> [Your instructions]:
All lines up to and including the one that contains "sanity [--dataset DIR] [--index-limit N]" are to be transcribed exactly, starting from the first line of the records.

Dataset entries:
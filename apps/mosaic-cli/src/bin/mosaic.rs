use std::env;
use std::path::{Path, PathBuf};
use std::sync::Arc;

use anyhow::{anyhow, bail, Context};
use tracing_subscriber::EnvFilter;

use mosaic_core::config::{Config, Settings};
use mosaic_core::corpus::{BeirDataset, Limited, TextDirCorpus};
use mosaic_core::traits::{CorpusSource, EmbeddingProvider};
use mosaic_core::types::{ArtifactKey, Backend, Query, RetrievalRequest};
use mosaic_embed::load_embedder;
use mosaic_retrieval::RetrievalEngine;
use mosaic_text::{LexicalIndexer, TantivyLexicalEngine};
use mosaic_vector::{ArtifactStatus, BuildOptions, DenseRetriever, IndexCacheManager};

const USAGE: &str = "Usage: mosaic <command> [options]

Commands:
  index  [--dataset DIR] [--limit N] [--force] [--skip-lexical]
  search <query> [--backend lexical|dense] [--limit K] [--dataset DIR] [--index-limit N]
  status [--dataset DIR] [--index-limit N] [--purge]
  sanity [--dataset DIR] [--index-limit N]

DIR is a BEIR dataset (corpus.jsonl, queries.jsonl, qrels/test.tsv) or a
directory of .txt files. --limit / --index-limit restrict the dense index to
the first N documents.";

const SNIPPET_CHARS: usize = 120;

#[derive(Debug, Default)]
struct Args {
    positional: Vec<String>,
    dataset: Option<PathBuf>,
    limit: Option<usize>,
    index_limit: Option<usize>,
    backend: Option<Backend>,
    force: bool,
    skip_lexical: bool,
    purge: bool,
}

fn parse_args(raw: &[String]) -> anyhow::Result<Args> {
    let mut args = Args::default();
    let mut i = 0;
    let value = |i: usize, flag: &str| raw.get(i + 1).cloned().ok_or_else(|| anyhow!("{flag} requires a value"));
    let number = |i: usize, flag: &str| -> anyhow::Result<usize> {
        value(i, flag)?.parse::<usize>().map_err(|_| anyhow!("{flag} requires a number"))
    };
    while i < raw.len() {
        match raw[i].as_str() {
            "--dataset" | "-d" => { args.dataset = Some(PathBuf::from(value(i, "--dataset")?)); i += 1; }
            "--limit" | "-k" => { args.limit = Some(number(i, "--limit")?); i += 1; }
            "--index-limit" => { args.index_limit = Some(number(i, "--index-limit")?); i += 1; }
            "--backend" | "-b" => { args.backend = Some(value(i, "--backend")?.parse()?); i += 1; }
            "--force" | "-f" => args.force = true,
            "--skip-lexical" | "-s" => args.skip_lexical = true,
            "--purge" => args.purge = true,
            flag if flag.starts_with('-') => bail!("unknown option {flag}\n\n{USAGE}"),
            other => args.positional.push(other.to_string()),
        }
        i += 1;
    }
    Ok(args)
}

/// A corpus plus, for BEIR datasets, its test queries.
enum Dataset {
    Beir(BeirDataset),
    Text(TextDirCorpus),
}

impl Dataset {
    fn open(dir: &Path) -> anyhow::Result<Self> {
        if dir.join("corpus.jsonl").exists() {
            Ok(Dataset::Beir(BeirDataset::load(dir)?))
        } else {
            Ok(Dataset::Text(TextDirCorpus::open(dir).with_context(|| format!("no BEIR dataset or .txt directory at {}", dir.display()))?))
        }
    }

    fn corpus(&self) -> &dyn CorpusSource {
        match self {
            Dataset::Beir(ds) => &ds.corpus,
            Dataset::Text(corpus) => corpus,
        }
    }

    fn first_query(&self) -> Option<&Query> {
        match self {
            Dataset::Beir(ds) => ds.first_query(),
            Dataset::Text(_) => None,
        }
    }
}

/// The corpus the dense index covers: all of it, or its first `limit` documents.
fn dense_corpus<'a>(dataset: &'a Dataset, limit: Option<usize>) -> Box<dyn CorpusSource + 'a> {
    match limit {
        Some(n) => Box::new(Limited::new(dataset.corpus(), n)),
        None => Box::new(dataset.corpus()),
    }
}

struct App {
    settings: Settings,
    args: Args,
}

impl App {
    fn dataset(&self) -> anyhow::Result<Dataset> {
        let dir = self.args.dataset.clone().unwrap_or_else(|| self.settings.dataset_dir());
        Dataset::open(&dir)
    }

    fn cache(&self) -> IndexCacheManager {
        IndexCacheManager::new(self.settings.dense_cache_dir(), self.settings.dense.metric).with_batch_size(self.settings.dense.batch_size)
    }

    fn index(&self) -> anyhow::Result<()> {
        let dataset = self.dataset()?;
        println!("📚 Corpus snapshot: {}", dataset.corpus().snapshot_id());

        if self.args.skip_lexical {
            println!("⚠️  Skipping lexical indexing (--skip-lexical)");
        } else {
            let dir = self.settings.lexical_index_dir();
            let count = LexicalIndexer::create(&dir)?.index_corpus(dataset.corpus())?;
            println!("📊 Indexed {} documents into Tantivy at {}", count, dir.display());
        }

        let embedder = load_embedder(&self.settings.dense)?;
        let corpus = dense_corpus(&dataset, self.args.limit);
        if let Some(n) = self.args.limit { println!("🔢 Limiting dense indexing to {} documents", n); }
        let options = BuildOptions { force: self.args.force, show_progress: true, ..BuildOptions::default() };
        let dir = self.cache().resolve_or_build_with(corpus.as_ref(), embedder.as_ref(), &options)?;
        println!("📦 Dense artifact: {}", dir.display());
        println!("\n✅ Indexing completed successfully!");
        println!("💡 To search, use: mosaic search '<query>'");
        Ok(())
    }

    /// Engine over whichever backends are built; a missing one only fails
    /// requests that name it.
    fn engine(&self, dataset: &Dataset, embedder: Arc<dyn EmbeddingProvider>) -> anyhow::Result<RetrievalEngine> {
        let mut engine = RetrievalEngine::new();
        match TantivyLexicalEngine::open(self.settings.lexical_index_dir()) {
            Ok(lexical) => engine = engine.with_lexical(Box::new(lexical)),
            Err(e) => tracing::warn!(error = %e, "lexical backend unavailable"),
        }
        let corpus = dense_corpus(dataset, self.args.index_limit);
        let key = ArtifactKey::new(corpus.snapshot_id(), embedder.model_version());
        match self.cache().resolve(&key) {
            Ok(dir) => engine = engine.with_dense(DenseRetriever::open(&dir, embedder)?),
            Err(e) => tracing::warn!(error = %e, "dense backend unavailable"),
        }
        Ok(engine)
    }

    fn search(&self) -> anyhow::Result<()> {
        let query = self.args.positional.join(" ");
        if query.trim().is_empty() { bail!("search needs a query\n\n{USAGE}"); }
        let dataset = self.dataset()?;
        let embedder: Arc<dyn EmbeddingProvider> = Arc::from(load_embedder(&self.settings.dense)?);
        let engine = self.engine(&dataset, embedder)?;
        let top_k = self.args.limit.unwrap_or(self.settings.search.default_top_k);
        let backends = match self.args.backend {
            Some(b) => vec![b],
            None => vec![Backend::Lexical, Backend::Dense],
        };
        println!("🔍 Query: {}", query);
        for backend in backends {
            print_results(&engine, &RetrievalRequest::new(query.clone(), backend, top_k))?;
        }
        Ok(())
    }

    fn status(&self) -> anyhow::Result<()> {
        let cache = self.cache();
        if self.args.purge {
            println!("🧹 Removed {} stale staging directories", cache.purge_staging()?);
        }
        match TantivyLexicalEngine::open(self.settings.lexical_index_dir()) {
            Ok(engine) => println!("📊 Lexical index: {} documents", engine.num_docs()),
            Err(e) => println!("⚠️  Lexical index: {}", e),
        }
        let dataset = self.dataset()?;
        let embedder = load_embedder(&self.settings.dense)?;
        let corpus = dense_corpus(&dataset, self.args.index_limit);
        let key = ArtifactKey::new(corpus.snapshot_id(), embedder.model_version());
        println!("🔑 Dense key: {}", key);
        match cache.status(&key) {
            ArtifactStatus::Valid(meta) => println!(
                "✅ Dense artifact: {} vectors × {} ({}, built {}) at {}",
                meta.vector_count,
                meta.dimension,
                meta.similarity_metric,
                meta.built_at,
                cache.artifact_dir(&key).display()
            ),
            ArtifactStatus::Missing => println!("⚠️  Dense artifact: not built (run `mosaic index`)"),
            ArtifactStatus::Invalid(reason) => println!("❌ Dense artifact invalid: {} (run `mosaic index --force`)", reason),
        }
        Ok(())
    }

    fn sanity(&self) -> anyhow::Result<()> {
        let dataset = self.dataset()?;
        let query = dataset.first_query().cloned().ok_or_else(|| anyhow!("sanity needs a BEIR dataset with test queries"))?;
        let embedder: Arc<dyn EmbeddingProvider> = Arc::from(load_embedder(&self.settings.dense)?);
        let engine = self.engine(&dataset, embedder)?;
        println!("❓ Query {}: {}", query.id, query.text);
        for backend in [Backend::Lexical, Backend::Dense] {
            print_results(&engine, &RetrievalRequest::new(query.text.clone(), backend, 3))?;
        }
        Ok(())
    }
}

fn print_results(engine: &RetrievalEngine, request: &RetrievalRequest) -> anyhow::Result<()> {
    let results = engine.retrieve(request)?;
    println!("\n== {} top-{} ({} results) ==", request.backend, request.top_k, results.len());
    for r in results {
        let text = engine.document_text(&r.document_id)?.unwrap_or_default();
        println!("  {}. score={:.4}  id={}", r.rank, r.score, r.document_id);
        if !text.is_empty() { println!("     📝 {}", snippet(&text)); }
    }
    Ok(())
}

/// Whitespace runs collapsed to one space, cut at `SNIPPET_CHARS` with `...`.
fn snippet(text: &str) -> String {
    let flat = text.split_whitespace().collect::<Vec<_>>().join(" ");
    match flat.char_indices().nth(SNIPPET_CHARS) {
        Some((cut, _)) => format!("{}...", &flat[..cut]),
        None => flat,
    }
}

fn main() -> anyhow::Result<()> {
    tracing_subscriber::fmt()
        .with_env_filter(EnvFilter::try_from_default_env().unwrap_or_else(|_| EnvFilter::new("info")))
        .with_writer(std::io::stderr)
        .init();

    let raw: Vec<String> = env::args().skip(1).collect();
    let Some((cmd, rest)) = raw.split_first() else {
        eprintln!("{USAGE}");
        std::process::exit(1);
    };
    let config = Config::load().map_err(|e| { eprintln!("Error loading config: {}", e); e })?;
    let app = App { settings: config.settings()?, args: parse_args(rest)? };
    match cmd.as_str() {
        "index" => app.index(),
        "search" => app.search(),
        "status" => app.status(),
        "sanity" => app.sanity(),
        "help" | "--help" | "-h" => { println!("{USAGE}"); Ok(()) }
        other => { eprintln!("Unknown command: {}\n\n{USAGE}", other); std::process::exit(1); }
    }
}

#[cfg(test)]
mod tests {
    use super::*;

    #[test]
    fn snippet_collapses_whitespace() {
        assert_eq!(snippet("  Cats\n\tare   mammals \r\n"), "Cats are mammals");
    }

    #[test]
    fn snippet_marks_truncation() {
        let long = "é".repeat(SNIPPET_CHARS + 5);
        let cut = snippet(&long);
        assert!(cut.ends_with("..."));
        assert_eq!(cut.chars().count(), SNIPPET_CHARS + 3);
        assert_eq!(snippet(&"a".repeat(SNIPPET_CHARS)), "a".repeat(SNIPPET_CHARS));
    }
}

> [Answer space]:
filename apps/mosaic-cli/src/bin/mosaic.rs
use std::env;
use std::path::{Path, PathBuf};
use std::sync::Arc;

use anyhow::{anyhow, bail, Context};
use tracing_subscriber::EnvFilter;

use mosaic_core::config::{Config, Settings};
use mosaic_core::corpus::{BeirDataset, Limited, TextDirCorpus};
use mosaic_core::traits::{CorpusSource, EmbeddingProvider};
use mosaic_core::types::{ArtifactKey, Backend, Query, RetrievalRequest};
use mosaic_embed::load_embedder;
use mosaic_retrieval::RetrievalEngine;
use mosaic_text::{LexicalIndexer, TantivyLexicalEngine};
use mosaic_vector::{ArtifactStatus, BuildOptions, DenseRetriever, IndexCacheManager};

const USAGE: &str = "Usage: mosaic <command> [options]

Commands:
  index  [--dataset DIR] [--limit N] [--force] [--skip-lexical]
  search <query> [--backend lexical|dense] [--limit K] [--dataset DIR] [--index-limit N]
  status [--dataset DIR] [--index-limit N] [--purge]
  sanity [--dataset DIR] [--index-limit N]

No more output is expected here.